PROMPT
Your task is to output all the records below, word for word.

───

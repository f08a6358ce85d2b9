//! Logger initialization
//!
//! Console logging built on `tracing-subscriber`, configured from the
//! `[logger]` section of the application settings. Supports full, compact
//! and JSON formats with color control.

use std::io::IsTerminal;

use tracing_subscriber::{EnvFilter, fmt, layer::SubscriberExt, util::SubscriberInitExt};

use crate::config::LoggerSettings;

/// Initialize the global tracing subscriber from logger settings.
///
/// The `level` setting accepts any `EnvFilter` directive string, so both
/// plain levels (`"info"`) and per-target filters
/// (`"info,dualstore=debug"`) work. Falls back to `info` when the
/// directive cannot be parsed.
pub fn init_logger(settings: &LoggerSettings) -> anyhow::Result<()> {
    let filter = EnvFilter::try_new(&settings.level).unwrap_or_else(|_| EnvFilter::new("info"));

    let is_tty = std::io::stdout().is_terminal();
    let use_ansi = settings.colored && is_tty;

    match settings.format.as_str() {
        "compact" => {
            tracing_subscriber::registry()
                .with(filter)
                .with(
                    fmt::layer()
                        .with_ansi(use_ansi)
                        .with_target(true)
                        .with_level(true)
                        .compact(),
                )
                .init();
        }
        "json" => {
            tracing_subscriber::registry()
                .with(filter)
                .with(fmt::layer().with_ansi(false).json())
                .init();
        }
        // Settings validation only admits full/compact/json; treat anything
        // else that slips through as the default format.
        _ => {
            tracing_subscriber::registry()
                .with(filter)
                .with(
                    fmt::layer()
                        .with_ansi(use_ansi)
                        .with_target(true)
                        .with_level(true),
                )
                .init();
        }
    }

    Ok(())
}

───

YOUR RESPONSE
repository f08a6358ce85d2b9
//! Logger initialization
//!
//! Console logging built on `tracing-subscriber`, configured from the
//! `[logger]` section of the application settings. Supports full, compact
//! and JSON formats with color control.

use std::io::IsTerminal;

use tracing_subscriber::{EnvFilter, fmt, layer::SubscriberExt, util::SubscriberInitExt};

use crate::config::LoggerSettings;

/// Initialize the global tracing subscriber from logger settings.
///
/// The `level` setting accepts any `EnvFilter` directive string, so both
/// plain levels (`"info"`) and per-target filters
/// (`"info,dualstore=debug"`) work. Falls back to `info` when the
/// directive cannot be parsed.
pub fn init_logger(settings: &LoggerSettings) -> anyhow::Result<()> {
    let filter = EnvFilter::try_new(&settings.level).unwrap_or_else(|_| EnvFilter::new("info"));

    let is_tty = std::io::stdout().is_terminal();
    let use_ansi = settings.colored && is_tty;

    match settings.format.as_str() {
        "compact" => {
            tracing_subscriber::registry()
                .with(filter)
                .with(
                    fmt::layer()
                        .with_ansi(use_ansi)
                        .with_target(true)
                        .with_level(true)
                        .compact(),
                )
                .init();
        }
        "json" => {
            tracing_subscriber::registry()
                .with(filter)
                .with(fmt::layer().with_ansi(false).json())
                .init();
        }
        // Settings validation only admits full/compact/json; treat anything
        // else that slips through as the default format.
        _ => {
            tracing_subscriber::registry()
                .with(filter)
                .with(
                    fmt::layer()
                        .with_ansi(use_ansi)
                        .with_target(true)
                        .with_level(true),
                )
                .init();
        }
    }

    Ok(())
}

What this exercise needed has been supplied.